Fonagy und Bateman sprechen über ihre Patienten in liebevoller Weise. Man hat das Gefühl, dass sich die Autoren so sehr mit den Betroffenen auseinandergesetzt haben, dass sie sie wirklich verstehen. Dennoch zeigen sich die Autoren bescheiden: Sie machen darauf aufmerksam, dass auch ihr Buch »Fehler« enthält und dass ihre Ansichten und ihre Therapieform nicht als Dogma zu verstehen ist. Die MBT kann als Rahmen für verschiedene Therapieformen dienen. Die Autoren möchten Therapeuten nicht »umkrempeln«, sondern ihnen ein wertvolles zusätzliches Werkzeug mit an die Hand geben.
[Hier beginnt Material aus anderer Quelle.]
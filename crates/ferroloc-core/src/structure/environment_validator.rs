use super::StructuralError;
use once_cell::sync::Lazy;
use regex::Regex;
use std::cmp::Ordering;

static ENVIRONMENT_TAG: Lazy<Regex> =
    Lazy::new(|| Regex::new(r"\\(begin|end)\{([^}]*)\}").expect("valid environment regex"));

#[derive(Debug, Clone, PartialEq, Eq)]
struct EnvironmentTag<'a> {
    name: &'a str,
    is_begin: bool,
    offset: usize,
}

/// Checks that every environment name has as many `\begin` as `\end` tags.
///
/// The begin and end names are compared as sorted multisets, so the check is
/// order-insensitive: `\begin{a}\begin{b}\end{a}\end{b}` passes. It catches
/// forgotten and misspelled tags, not bad nesting.
///
/// A count mismatch is reported as [`StructuralError::EnvironmentCountMismatch`];
/// equal counts with different names as [`StructuralError::UnmatchedBegin`] or
/// [`StructuralError::UnmatchedEnd`]. Either way the error names the first
/// unbalanced environment in sort order and points at its most likely
/// offending tag.
pub fn check_environments(text: &str) -> Option<StructuralError> {
    let tags: Vec<EnvironmentTag> = ENVIRONMENT_TAG
        .captures_iter(text)
        .filter_map(|caps| {
            let whole = caps.get(0)?;
            Some(EnvironmentTag {
                name: caps.get(2)?.as_str(),
                is_begin: caps.get(1)?.as_str() == "begin",
                offset: whole.start(),
            })
        })
        .collect();

    let mut begins: Vec<&str> = tags.iter().filter(|t| t.is_begin).map(|t| t.name).collect();
    let mut ends: Vec<&str> = tags.iter().filter(|t| !t.is_begin).map(|t| t.name).collect();
    begins.sort_unstable();
    ends.sort_unstable();

    let (name, surplus_begin) = first_unpaired(&begins, &ends)?;
    let offset = if surplus_begin {
        unmatched_begin_offset(&tags, name)
    } else {
        unmatched_end_offset(&tags, name)
    };

    let error = if begins.len() != ends.len() {
        StructuralError::EnvironmentCountMismatch {
            begins: begins.len(),
            ends: ends.len(),
            name: name.to_string(),
            offset,
        }
    } else if surplus_begin {
        StructuralError::UnmatchedBegin {
            name: name.to_string(),
            offset,
        }
    } else {
        StructuralError::UnmatchedEnd {
            name: name.to_string(),
            offset,
        }
    };
    Some(error)
}

/// Walks two sorted name lists in step and returns the first name without a
/// partner, flagged `true` when it comes from `begins`.
fn first_unpaired<'a>(begins: &[&'a str], ends: &[&'a str]) -> Option<(&'a str, bool)> {
    let (mut i, mut j) = (0, 0);
    loop {
        match (begins.get(i), ends.get(j)) {
            (Some(b), Some(e)) => match b.cmp(e) {
                Ordering::Equal => {
                    i += 1;
                    j += 1;
                }
                Ordering::Less => return Some((*b, true)),
                Ordering::Greater => return Some((*e, false)),
            },
            (Some(b), None) => return Some((*b, true)),
            (None, Some(e)) => return Some((*e, false)),
            (None, None) => return None,
        }
    }
}

/// The `\begin{name}` left open when pairing tags of `name` from the right.
fn unmatched_begin_offset(tags: &[EnvironmentTag], name: &str) -> usize {
    let mut depth = 0i64;
    let mut last = 0;
    for tag in tags.iter().rev().filter(|t| t.name == name) {
        if tag.is_begin {
            depth -= 1;
            last = tag.offset;
            if depth < 0 {
                return tag.offset;
            }
        } else {
            depth += 1;
        }
    }
    last
}

/// The first `\end{name}` with nothing left to close.
fn unmatched_end_offset(tags: &[EnvironmentTag], name: &str) -> usize {
    let mut depth = 0i64;
    let mut last = 0;
    for tag in tags.iter().filter(|t| t.name == name) {
        if tag.is_begin {
            depth += 1;
        } else {
            depth -= 1;
            last = tag.offset;
            if depth < 0 {
                return tag.offset;
            }
        }
    }
    last
}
Um das Buch zu verstehen, ist wahrscheinlich einiges an Vorbildung notwendig – wer selbst eine psychoanalytische Therapie gemacht hat, sich in der Ausbildung zum Analytiker befindet oder bereits als Therapeut arbeitet, hat wahrscheinlich mehr Freude an diesem Buch als jemand, der gerade anfängt, sich mit den Themen »Borderline-Persönlichkeitsstörung« und »Mentalisierung« auseinanderzusetzen. Die Sätze der Autoren sind so manches Mal schlichtweg zu lang – obwohl sie sich schon sichtlich um eine verständliche Sprache bemüht haben. Wenn das Buch noch ein wenig »einfacher« geschrieben wäre, könnten sich wahrscheinlich noch mehr Leser dafür interessieren. Aber ansonsten: Einfach klasse!